There is no necessary contradiction between increased levels of development and protecting and enhancing the environment, as long as development is planned and undertaken responsibly. Providing for the future needs of our communities is, after all, what planning is all about. The planning system must play an active role in guiding development to sustainable solutions. Our approach to planning is based squarely on giving local people a greater say over future development and putting sustainability at the heart of the planning system.
Planning positively for the future and in a way which encourages growth is essential if we are to deal with the economic mess left behind by Labour. At the same time, we need to preserve our heritage and to protect Areas of Outstanding Natural Beauty, National Parks, Sites of Special Scientific Interest and the Green Belt. One of the key ways of doing this is by including within the new National Planning Policy Framework a presumption in favour of sustainable development. So what does the presumption do?

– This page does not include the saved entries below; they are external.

//! Chat stream wire events.
//!
//! One JSON object per logical message. A stream is a strictly ordered
//! sequence of `status`/`token` events, at most one `plan` event, then a
//! single terminal `done` or `error`. Nothing follows the terminal event.

use serde::{Deserialize, Serialize};

use crate::plan::model::Plan;

/// A single event in the chat response stream.
#[derive(Debug, Clone, PartialEq, Serialize, Deserialize)]
#[serde(tag = "type", rename_all = "lowercase")]
pub enum ChatEvent {
    /// Progress note shown while the model works.
    Status { message: String },
    /// A chunk of the conversational reply.
    Token { content: String },
    /// The parsed plan, emitted at most once and only before `done`.
    Plan {
        plan: Plan,
        #[serde(rename = "shouldCreatePlan")]
        should_create_plan: bool,
    },
    /// Terminal success marker.
    Done,
    /// Terminal failure marker; no further events follow.
    Error { error: String },
}

impl ChatEvent {
    /// Whether this event terminates the stream.
    pub fn is_terminal(&self) -> bool {
        matches!(self, Self::Done | Self::Error { .. })
    }
}
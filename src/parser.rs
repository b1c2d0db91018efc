use tracing::trace;

use crate::ast::*;
use crate::error::{DbError, Result};
use crate::tokenizer::{Token, TokenKind, Tokenizer};

/// Tokenizes and parses one command.
pub fn parse_statement(input: &str) -> Result<Statement> {
    let tokens = Tokenizer::new(input).tokenize();
    Parser::new(tokens).parse()
}

/// A recursive-descent parser over a token sequence, one token of lookahead.
pub struct Parser {
    tokens: Vec<Token>,
    position: usize,
    /// Open parentheses in the condition being parsed. Must be back to zero
    /// once a whole condition has been read.
    paren_depth: i32,
}

impl Parser {
    pub fn new(mut tokens: Vec<Token>) -> Self {
        if tokens.last().map(|t| t.kind) != Some(TokenKind::Eof) {
            tokens.push(Token::eof());
        }
        Self {
            tokens,
            position: 0,
            paren_depth: 0,
        }
    }

    /// Parses exactly one command terminated by `;` and followed by nothing.
    pub fn parse(&mut self) -> Result<Statement> {
        let statement = match self.current_token().kind {
            TokenKind::Use => self.parse_use(),
            TokenKind::Create => self.parse_create(),
            TokenKind::Drop => self.parse_drop(),
            TokenKind::Alter => self.parse_alter(),
            TokenKind::Insert => self.parse_insert(),
            TokenKind::Select => self.parse_select(),
            TokenKind::Update => self.parse_update(),
            TokenKind::Delete => self.parse_delete(),
            TokenKind::Join => self.parse_join(),
            _ => Err(DbError::invalid_query(format!(
                "Expected a command keyword, found {}",
                self.current_token()
            ))),
        }?;

        self.consume(TokenKind::Semicolon)?;

        // Check we are at the end of the statement
        if !self.is_at_end() {
            return Err(DbError::invalid_query(format!(
                "Unexpected {} after ';'",
                self.current_token()
            )));
        }

        trace!(?statement, "parsed");
        Ok(statement)
    }

    //helpers
    fn current_token(&self) -> &Token {
        &self.tokens[self.position]
    }

    fn peek_kind(&self) -> TokenKind {
        self.current_token().kind
    }

    fn advance(&mut self) {
        if self.position < self.tokens.len() - 1 {
            self.position += 1;
        }
    }

    fn is_at_end(&self) -> bool {
        self.peek_kind() == TokenKind::Eof
    }

    fn expected(&self, what: impl std::fmt::Display) -> DbError {
        DbError::invalid_query(format!("Expected {what}, found {}", self.current_token()))
    }

    fn consume(&mut self, expected: TokenKind) -> Result<()> {
        if self.peek_kind() == expected {
            self.advance();
            Ok(())
        } else {
            Err(self.expected(expected))
        }
    }

    /// Consumes whichever of `choices` comes next and returns its kind.
    fn consume_one_of(&mut self, choices: &[TokenKind]) -> Result<TokenKind> {
        let kind = self.peek_kind();
        if choices.contains(&kind) {
            self.advance();
            return Ok(kind);
        }
        let names: Vec<String> = choices.iter().map(ToString::to_string).collect();
        Err(self.expected(names.join(" or ")))
    }

    fn consume_ident(&mut self) -> Result<String> {
        match self.current_token() {
            Token {
                kind: TokenKind::Identifier,
                text,
            } => {
                let text = text.clone();
                self.advance();
                Ok(text)
            }
            _ => Err(self.expected(TokenKind::Identifier)),
        }
    }

    /// A table or database name, lower-cased.
    fn consume_name(&mut self) -> Result<String> {
        Ok(self.consume_ident()?.to_lowercase())
    }

    /// A literal value. String literals lose their quotes and surrounding
    /// whitespace; other literals are kept as written.
    fn consume_value(&mut self) -> Result<String> {
        let token = self.current_token();
        if !token.kind.is_value() {
            return Err(self.expected("a literal value"));
        }
        let value = match token.kind {
            TokenKind::StringLiteral => token.text[1..token.text.len() - 1].trim().to_string(),
            _ => token.text.clone(),
        };
        self.advance();
        Ok(value)
    }

    /// Reads `element (',' element)*` up to, but not including, `terminator`.
    ///
    /// An empty list, a missing comma and a comma directly before the
    /// terminator are all list errors.
    fn parse_list<T>(
        &mut self,
        terminator: TokenKind,
        mut element: impl FnMut(&mut Self) -> Result<T>,
    ) -> Result<Vec<T>> {
        if self.peek_kind() == terminator {
            return Err(DbError::invalid_list(format!(
                "Expected at least one element before {terminator}"
            )));
        }

        let mut items = vec![];
        loop {
            if self.is_at_end() {
                return Err(DbError::invalid_list(format!(
                    "Reached end of input before {terminator}"
                )));
            }
            items.push(element(self).map_err(into_list_error)?);
            match self.peek_kind() {
                kind if kind == terminator => return Ok(items),
                TokenKind::Comma => {
                    self.advance();
                    if self.peek_kind() == terminator {
                        return Err(DbError::invalid_list(format!(
                            "Trailing ',' before {terminator}"
                        )));
                    }
                }
                _ => {
                    return Err(DbError::invalid_list(format!(
                        "Expected ',' or {terminator}, found {}",
                        self.current_token()
                    )));
                }
            }
        }
    }

    fn parse_use(&mut self) -> Result<Statement> {
        self.consume(TokenKind::Use)?;
        let database = self.consume_name()?;
        Ok(Statement::Use(Use { database }))
    }

    fn parse_create(&mut self) -> Result<Statement> {
        self.consume(TokenKind::Create)?;
        match self.consume_one_of(&[TokenKind::Database, TokenKind::Table])? {
            TokenKind::Database => {
                let database = self.consume_name()?;
                Ok(Statement::CreateDatabase(CreateDatabase { database }))
            }
            _ => self.parse_create_table(),
        }
    }

    fn parse_create_table(&mut self) -> Result<Statement> {
        let display_name = self.consume_ident()?;
        let table = display_name.to_lowercase();

        // `CREATE TABLE name;` has no attribute list
        if self.peek_kind() == TokenKind::Semicolon {
            return Ok(Statement::CreateTable(CreateTable {
                table,
                display_name,
                attributes: AttributeList::default(),
            }));
        }

        self.consume(TokenKind::LeftParen)?;
        let names = self.parse_list(TokenKind::RightParen, Self::consume_ident)?;
        self.consume(TokenKind::RightParen)?;

        Ok(Statement::CreateTable(CreateTable {
            table,
            display_name,
            attributes: AttributeList(names),
        }))
    }

    fn parse_drop(&mut self) -> Result<Statement> {
        self.consume(TokenKind::Drop)?;
        let kind = self.consume_one_of(&[TokenKind::Database, TokenKind::Table])?;
        let name = self.consume_name()?;
        Ok(match kind {
            TokenKind::Database => Statement::DropDatabase(DropDatabase { database: name }),
            _ => Statement::DropTable(DropTable { table: name }),
        })
    }

    fn parse_alter(&mut self) -> Result<Statement> {
        self.consume(TokenKind::Alter)?;
        self.consume(TokenKind::Table)?;
        let table = self.consume_name()?;
        let kind = self.consume_one_of(&[TokenKind::Add, TokenKind::Drop])?;
        let attribute = self.consume_ident()?;

        let alter = AlterAttribute { table, attribute };
        Ok(match kind {
            TokenKind::Add => Statement::AddAttribute(alter),
            _ => Statement::DropAttribute(alter),
        })
    }

    fn parse_insert(&mut self) -> Result<Statement> {
        self.consume(TokenKind::Insert)?;
        self.consume(TokenKind::Into)?;
        let table = self.consume_name()?;
        self.consume(TokenKind::Values)?;
        self.consume(TokenKind::LeftParen)?;
        let values = self.parse_list(TokenKind::RightParen, Self::consume_value)?;
        self.consume(TokenKind::RightParen)?;

        Ok(Statement::Insert(Insert {
            table,
            values: ValueList(values),
        }))
    }

    fn parse_select(&mut self) -> Result<Statement> {
        self.consume(TokenKind::Select)?;

        let attributes = if self.peek_kind() == TokenKind::Star {
            self.advance();
            WildAttributeList::All
        } else {
            let names = self.parse_list(TokenKind::From, Self::consume_ident)?;
            WildAttributeList::Named(AttributeList(names))
        };

        self.consume(TokenKind::From)?;
        let table = self.consume_name()?;

        let condition = match self.peek_kind() {
            TokenKind::Where => {
                self.advance();
                Some(self.parse_where_condition()?)
            }
            _ => None,
        };

        Ok(Statement::Select(Select {
            attributes,
            table,
            condition,
        }))
    }

    fn parse_delete(&mut self) -> Result<Statement> {
        self.consume(TokenKind::Delete)?;
        self.consume(TokenKind::From)?;
        let table = self.consume_name()?;
        self.consume(TokenKind::Where)?;
        let condition = self.parse_where_condition()?;

        Ok(Statement::Delete(Delete { table, condition }))
    }

    fn parse_update(&mut self) -> Result<Statement> {
        self.consume(TokenKind::Update)?;
        let table = self.consume_name()?;
        self.consume(TokenKind::Set)?;
        let assignments = self.parse_list(TokenKind::Where, Self::parse_assignment)?;
        self.consume(TokenKind::Where)?;
        let condition = self.parse_where_condition()?;

        Ok(Statement::Update(Update {
            table,
            assignments: NameValueList(assignments),
            condition,
        }))
    }

    fn parse_assignment(&mut self) -> Result<(String, String)> {
        let name = self.consume_ident()?;
        self.consume(TokenKind::Assign)?;
        let value = self.consume_value()?;
        Ok((name, value))
    }

    fn parse_join(&mut self) -> Result<Statement> {
        self.consume(TokenKind::Join)?;
        let left_table = self.consume_name()?;
        self.consume(TokenKind::And)?;
        let right_table = self.consume_name()?;
        self.consume(TokenKind::On)?;
        let left_attribute = self.consume_ident()?;
        self.consume(TokenKind::And)?;
        let right_attribute = self.consume_ident()?;

        Ok(Statement::Join(Join {
            left_table,
            right_table,
            left_attribute,
            right_attribute,
        }))
    }

    /// A full condition after `WHERE`; parentheses must balance.
    fn parse_where_condition(&mut self) -> Result<Condition> {
        self.paren_depth = 0;
        let condition = self.parse_condition()?;
        if self.paren_depth != 0 {
            return Err(DbError::invalid_query("Unbalanced parentheses in condition"));
        }
        Ok(condition)
    }

    /// Reads units joined by `AND`/`OR` and folds them left to right, with
    /// no precedence between the two operators. A unit is either a
    /// comparison or a parenthesized condition. A `)` ending the sequence
    /// is consumed here and closes one level of nesting.
    fn parse_condition(&mut self) -> Result<Condition> {
        let mut condition = self.parse_condition_unit()?;

        loop {
            let op = match self.peek_kind() {
                TokenKind::And => BoolOperator::And,
                TokenKind::Or => BoolOperator::Or,
                _ => break,
            };
            self.advance();
            let right = self.parse_condition_unit()?;
            condition = Condition::boolean(condition, op, right);
        }

        if self.peek_kind() == TokenKind::RightParen {
            self.advance();
            self.paren_depth -= 1;
        }
        Ok(condition)
    }

    fn parse_condition_unit(&mut self) -> Result<Condition> {
        if self.peek_kind() == TokenKind::LeftParen {
            self.advance();
            self.paren_depth += 1;
            return self.parse_condition();
        }
        self.parse_comparison()
    }

    fn parse_comparison(&mut self) -> Result<Condition> {
        let attribute = self.consume_ident()?;
        let comparator = match self.peek_kind() {
            TokenKind::Equals => Comparator::Equal,
            TokenKind::NotEquals => Comparator::NotEqual,
            TokenKind::LessThan => Comparator::LessThan,
            TokenKind::LessThanOrEqual => Comparator::LessThanOrEqual,
            TokenKind::GreaterThan => Comparator::GreaterThan,
            TokenKind::GreaterThanOrEqual => Comparator::GreaterThanOrEqual,
            TokenKind::Like => Comparator::Like,
            _ => return Err(self.expected("a comparator")),
        };
        self.advance();
        let value = self.consume_value()?;
        Ok(Condition::comparison(attribute, comparator, value))
    }
}

/// Errors inside a list element are reported as list errors.
fn into_list_error(err: DbError) -> DbError {
    match err {
        DbError::InvalidQuery { reason } => DbError::InvalidList { reason },
        other => other,
    }
}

Local planning committees will therefore still be able to reject applications which are not in accordance with their local plan, and local plans will not be able to provide for development which would significantly and demonstrably cause harm. Local councils will still be able to prioritise the use of brownfield sites. Indeed the Framework already encourages them to produce plans by using natural resources prudently and enabling the re-use of existing resources.
Secondly, the presumption puts sustainability at the heart of planning policy. That means that plans should ensure that they promote development that meets the needs of the present without compromising the ability of future generations to meet their own needs. Many will recognise that these words reflect those of the Bruntland Commission‘s internationally recognised definition of sustainability.
Putting flesh on this definition is achieved by ensuring that plans are based on a solid evidence base and that they consciously reflect an appropriate local balance between environmental, social and economic needs. Organisations that recognise this have already volunteered to help shape appropriate best practice to help councils use the evidence base in this way.
However, it is clear that for some environmentalists and countryside organisations the problem is not the Framework but their lack of faith in being able to make the Bruntland definition of sustainability practical. This is an astonishing counsel of despair and is one which surely undermines the very purpose of why these organisations exist.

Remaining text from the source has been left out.